Figure 1: PWAS screen systematically identified allele-specific TF binding at the selected CRC risk loci.

(a) Allele-specific binding of the 731 candidate TFs at the 116 CRC risk loci. Chromatin environment of the 116 SNPs was described by DHS of these loci in the 15 fetal large intestine tissues and 12 CRC cell lines, and histone modifications (H3K4me3, H3K4me1 and H3K27ac) within ±1 kb regions around these loci in the LoVo and HCT116 cell lines. The TFs with P-value<10⁻³⁰ and absolute Log₂(fold change)>3 was listed in the bubble plot.
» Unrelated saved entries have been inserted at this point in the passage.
use super::*;
use crate::diagnostics::DiagnosticSink;
use crate::{memory_host, MemoryHost};
use std::cell::RefCell;

#[derive(Default)]
struct Collected(RefCell<Vec<Diagnostic>>);

impl DiagnosticSink for Collected {
    fn report(&self, diagnostic: &Diagnostic) {
        self.0.borrow_mut().push(diagnostic.clone());
    }
}

fn host() -> (MemoryHost, Rc<Collected>) {
    let sink = Rc::new(Collected::default());
    let host = memory_host().with_diagnostics(sink.clone());
    (host, sink)
}

fn create(host: &mut MemoryHost, kind: NodeKind) -> NodeId {
    host.tree_mut().create(kind, "test")
}

#[test]
fn route_table_is_first_match_wins() {
    use NodeKind::*;
    let stack = Layout(LayoutKind::Stack);

    assert_eq!(Route::resolve(stack, Page), Route::RejectPage);
    assert_eq!(Route::resolve(Page, ActionBar), Route::PageActionBar);
    assert_eq!(Route::resolve(Page, stack), Route::Content);
    assert_eq!(Route::resolve(ScrollView, ActionBar), Route::Content);
    assert_eq!(Route::resolve(stack, ActionItem), Route::Ordered);
    assert_eq!(Route::resolve(ActionBar, NavigationButton), Route::NavigationButton);
    assert_eq!(Route::resolve(ActionBar, ActionItem), Route::ActionItem);
    assert_eq!(Route::resolve(ActionBar, TextBase), Route::TitleView);
    assert_eq!(Route::resolve(NavigationButton, TextBase), Route::ActionView);
    assert_eq!(Route::resolve(ActionItem, stack), Route::ActionView);
    assert_eq!(Route::resolve(TabView, TabViewItem), Route::TabItem);
    assert_eq!(Route::resolve(TabView, TextBase), Route::Generic);
    assert_eq!(Route::resolve(TabViewItem, stack), Route::TabItemView);
    assert_eq!(Route::resolve(FormattedString, Span), Route::Generic);
}

#[test]
fn single_slot_container_keeps_only_latest_child() {
    let (mut host, _) = host();
    let content = create(&mut host, NodeKind::ContentView);
    let first = create(&mut host, NodeKind::TextBase);
    let second = create(&mut host, NodeKind::TextBase);

    assert_eq!(host.attach(content, first), Outcome::Applied(Route::Content));
    assert_eq!(host.attach(content, second), Outcome::Applied(Route::Content));

    assert_eq!(host.children(content).unwrap(), vec![second]);
}

#[test]
fn detaching_content_clears_the_slot() {
    let (mut host, sink) = host();
    let scroll = create(&mut host, NodeKind::ScrollView);
    let child = create(&mut host, NodeKind::Layout(LayoutKind::Stack));
    let stranger = create(&mut host, NodeKind::Leaf);

    host.attach(scroll, child);
    assert_eq!(host.detach(scroll, stranger), Outcome::Skipped);
    assert_eq!(host.children(scroll).unwrap(), vec![child]);
    assert!(matches!(
        sink.0.borrow().last(),
        Some(Diagnostic::SlotMismatch { occupant: Some(o), .. }) if *o == child
    ));

    assert!(host.detach(scroll, child).is_applied());
    assert_eq!(host.tree().slot(scroll, Slot::Content).unwrap(), None);
}

#[test]
fn page_is_never_a_child() {
    let (mut host, sink) = host();
    let stack = create(&mut host, NodeKind::Layout(LayoutKind::Stack));
    let page = create(&mut host, NodeKind::Page);

    assert_eq!(host.attach(stack, page), Outcome::Skipped);
    assert_eq!(host.detach(stack, page), Outcome::Skipped);
    assert!(host.children(stack).unwrap().is_empty());
    assert_eq!(
        sink.0.borrow().as_slice(),
        &[
            Diagnostic::PageAsChild {
                op: Operation::Attach,
                parent: stack,
                child: page,
            },
            Diagnostic::PageAsChild {
                op: Operation::Detach,
                parent: stack,
                child: page,
            },
        ]
    );
}

#[test]
fn page_keeps_its_action_bar() {
    let (mut host, sink) = host();
    let page = create(&mut host, NodeKind::Page);
    let bar = create(&mut host, NodeKind::ActionBar);
    let body = create(&mut host, NodeKind::Layout(LayoutKind::Stack));

    assert_eq!(host.attach(page, bar), Outcome::Applied(Route::PageActionBar));
    assert_eq!(host.attach(page, body), Outcome::Applied(Route::Content));
    assert_eq!(host.children(page).unwrap(), vec![bar, body]);

    assert_eq!(host.detach(page, bar), Outcome::Skipped);
    assert_eq!(host.tree().slot(page, Slot::ActionBar).unwrap(), Some(bar));
    assert_eq!(
        sink.0.borrow().last(),
        Some(&Diagnostic::ForbiddenDetach {
            parent: page,
            child: bar,
        })
    );
}

#[test]
fn action_bar_routes_by_child_kind() {
    let (mut host, _) = host();
    let bar = create(&mut host, NodeKind::ActionBar);
    let nav = create(&mut host, NodeKind::NavigationButton);
    let item = create(&mut host, NodeKind::ActionItem);
    let title = create(&mut host, NodeKind::TextBase);

    host.attach(bar, nav);
    host.attach(bar, item);
    host.attach(bar, title);

    let tree = host.tree();
    assert_eq!(tree.slot(bar, Slot::NavigationButton).unwrap(), Some(nav));
    assert_eq!(tree.slot(bar, Slot::TitleView).unwrap(), Some(title));
    assert_eq!(tree.action_items(bar).unwrap(), vec![item]);

    host.detach(bar, nav);
    host.detach(bar, item);
    host.detach(bar, title);
    assert!(host.children(bar).unwrap().is_empty());
}

#[test]
fn action_item_holds_an_action_view() {
    let (mut host, _) = host();
    let nav = create(&mut host, NodeKind::NavigationButton);
    let view = create(&mut host, NodeKind::Leaf);

    assert_eq!(host.attach(nav, view), Outcome::Applied(Route::ActionView));
    assert_eq!(host.tree().slot(nav, Slot::ActionView).unwrap(), Some(view));
    assert!(host.detach(nav, view).is_applied());
    assert_eq!(host.tree().slot(nav, Slot::ActionView).unwrap(), None);
}

#[test]
fn tab_items_are_replaced_not_mutated() {
    let (mut host, _) = host();
    let tabs = create(&mut host, NodeKind::TabView);
    let first = create(&mut host, NodeKind::TabViewItem);
    let second = create(&mut host, NodeKind::TabViewItem);

    host.attach(tabs, first);
    let before = host.tree().tab_items(tabs).unwrap().expect("items set");
    host.attach(tabs, second);
    let after = host.tree().tab_items(tabs).unwrap().expect("items set");

    assert!(!Rc::ptr_eq(&before, &after));
    assert_eq!(&*before, &[first]);
    assert_eq!(&*after, &[first, second]);

    host.detach(tabs, first);
    let filtered = host.tree().tab_items(tabs).unwrap().expect("items set");
    assert!(!Rc::ptr_eq(&after, &filtered));
    assert_eq!(&*filtered, &[second]);
}

#[test]
fn tab_view_item_view_cannot_be_detached() {
    let (mut host, sink) = host();
    let item = create(&mut host, NodeKind::TabViewItem);
    let view = create(&mut host, NodeKind::Layout(LayoutKind::Grid));

    assert!(host.attach(item, view).is_applied());
    assert_eq!(host.detach(item, view), Outcome::Skipped);
    assert_eq!(host.tree().slot(item, Slot::ItemView).unwrap(), Some(view));
    assert!(matches!(
        sink.0.borrow().last(),
        Some(Diagnostic::UnsupportedDetach { .. })
    ));
}

#[test]
fn unrecognized_pairs_use_generic_views() {
    let (mut host, _) = host();
    let formatted = create(&mut host, NodeKind::FormattedString);
    let span = create(&mut host, NodeKind::Span);

    assert_eq!(host.attach(formatted, span), Outcome::Applied(Route::Generic));
    assert_eq!(host.tree().views(formatted).unwrap(), vec![span]);
    assert!(host.detach(formatted, span).is_applied());
    assert!(host.tree().views(formatted).unwrap().is_empty());
}

#[test]
fn absent_parent_is_a_reported_no_op() {
    let (mut host, sink) = host();
    let child = create(&mut host, NodeKind::Leaf);

    assert_eq!(host.attach(None::<NodeId>, child), Outcome::Skipped);
    assert_eq!(host.detach(None::<NodeId>, child), Outcome::Skipped);
    assert_eq!(
        sink.0.borrow()[0],
        Diagnostic::DetachedParent {
            op: Operation::Attach,
            child,
        }
    );
}

#[test]
fn missing_parent_is_absorbed() {
    let (mut host, sink) = host();
    let child = create(&mut host, NodeKind::Leaf);

    assert_eq!(host.attach(99, child), Outcome::Skipped);
    assert_eq!(
        sink.0.borrow()[0],
        Diagnostic::Node {
            op: Operation::Attach,
            error: NodeError::Missing { id: 99 },
        }
    );
}

#[test]
fn attach_before_inserts_at_anchor() {
    let (mut host, _) = host();
    let stack = create(&mut host, NodeKind::Layout(LayoutKind::Stack));
    let a = create(&mut host, NodeKind::Leaf);
    let b = create(&mut host, NodeKind::Leaf);
    let c = create(&mut host, NodeKind::Leaf);

    host.attach(stack, a);
    host.attach(stack, c);
    assert_eq!(host.attach_before(stack, b, c), Outcome::Applied(Route::Ordered));
    assert_eq!(host.children(stack).unwrap(), vec![a, b, c]);
}

#[test]
fn attach_before_moves_existing_member() {
    let (mut host, _) = host();
    let stack = create(&mut host, NodeKind::Layout(LayoutKind::Stack));
    let a = create(&mut host, NodeKind::Leaf);
    let b = create(&mut host, NodeKind::Leaf);
    let c = create(&mut host, NodeKind::Leaf);
    for id in [a, b, c] {
        host.attach(stack, id);
    }

    host.attach_before(stack, c, a);
    assert_eq!(host.children(stack).unwrap(), vec![c, a, b]);
    host.attach_before(stack, a, b);
    assert_eq!(host.children(stack).unwrap(), vec![c, a, b]);
}

#[test]
fn attach_before_unattached_anchor_appends() {
    let (mut host, _) = host();
    let stack = create(&mut host, NodeKind::Layout(LayoutKind::Flexbox));
    let a = create(&mut host, NodeKind::Leaf);
    let b = create(&mut host, NodeKind::Leaf);
    let floating = create(&mut host, NodeKind::Leaf);

    host.attach(stack, a);
    host.attach_before(stack, b, floating);
    assert_eq!(host.children(stack).unwrap(), vec![a, b]);
}

#[test]
fn attach_before_degrades_outside_layouts() {
    let (mut host, sink) = host();
    let bar = create(&mut host, NodeKind::ActionBar);
    let first = create(&mut host, NodeKind::ActionItem);
    let second = create(&mut host, NodeKind::ActionItem);

    host.attach(bar, first);
    assert_eq!(
        host.attach_before(bar, second, first),
        Outcome::Applied(Route::ActionItem)
    );
    assert_eq!(host.tree().action_items(bar).unwrap(), vec![first, second]);
    assert!(matches!(
        sink.0.borrow().last(),
        Some(Diagnostic::OrderIgnored { parent_kind: NodeKind::ActionBar, .. })
    ));
}

#[test]
fn grid_insertion_is_flagged() {
    let (mut host, sink) = host();
    let grid = create(&mut host, NodeKind::Layout(LayoutKind::Grid));
    let a = create(&mut host, NodeKind::Leaf);
    let b = create(&mut host, NodeKind::Leaf);

    host.attach(grid, a);
    host.attach_before(grid, b, a);
    assert_eq!(host.children(grid).unwrap(), vec![b, a]);
    assert_eq!(
        sink.0.borrow().as_slice(),
        &[Diagnostic::UntestedGridInsert {
            parent: grid,
            child: b,
        }]
    );
}

#[test]
fn slot_swaps_before_an_anchor_are_not_reported() {
    let (mut host, sink) = host();
    let content = create(&mut host, NodeKind::ContentView);
    let first = create(&mut host, NodeKind::Leaf);
    let second = create(&mut host, NodeKind::Leaf);

    host.attach(content, first);
    assert_eq!(
        host.attach_before(content, second, first),
        Outcome::Applied(Route::Content)
    );
    assert_eq!(host.children(content).unwrap(), vec![second]);
    assert!(sink.0.borrow().is_empty());
}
Bubble size represents −Log₁₀(P-values) of the interactors in the pull-down screen (n=2 pulldowns per SNP, P-values: A/B significance test). (b) Pathway annotation of the 731 TFs (HR, gonadotropin-releasing hormone receptor pathway; WNT/PDGF/CCKR/transforming growth factor (TGF)-β, Wnt/PDGF/Cholecystokinin/TGF-β signalling pathways). (c) TF–SNP interactions ranked by fold changes in the PWAS screen and DHS at the SNP loci. Bubble size indicates the −Log₁₀(P-values) of the TF–SNP interactions (n=2 pulldowns per SNP, red and blue bubbles: P-value<0.05, Z-test). (d) The top three candidate TF–SNP interactions (n=2 pulldowns per SNP, red and blue dots: P-values<0.01, A/B significance test).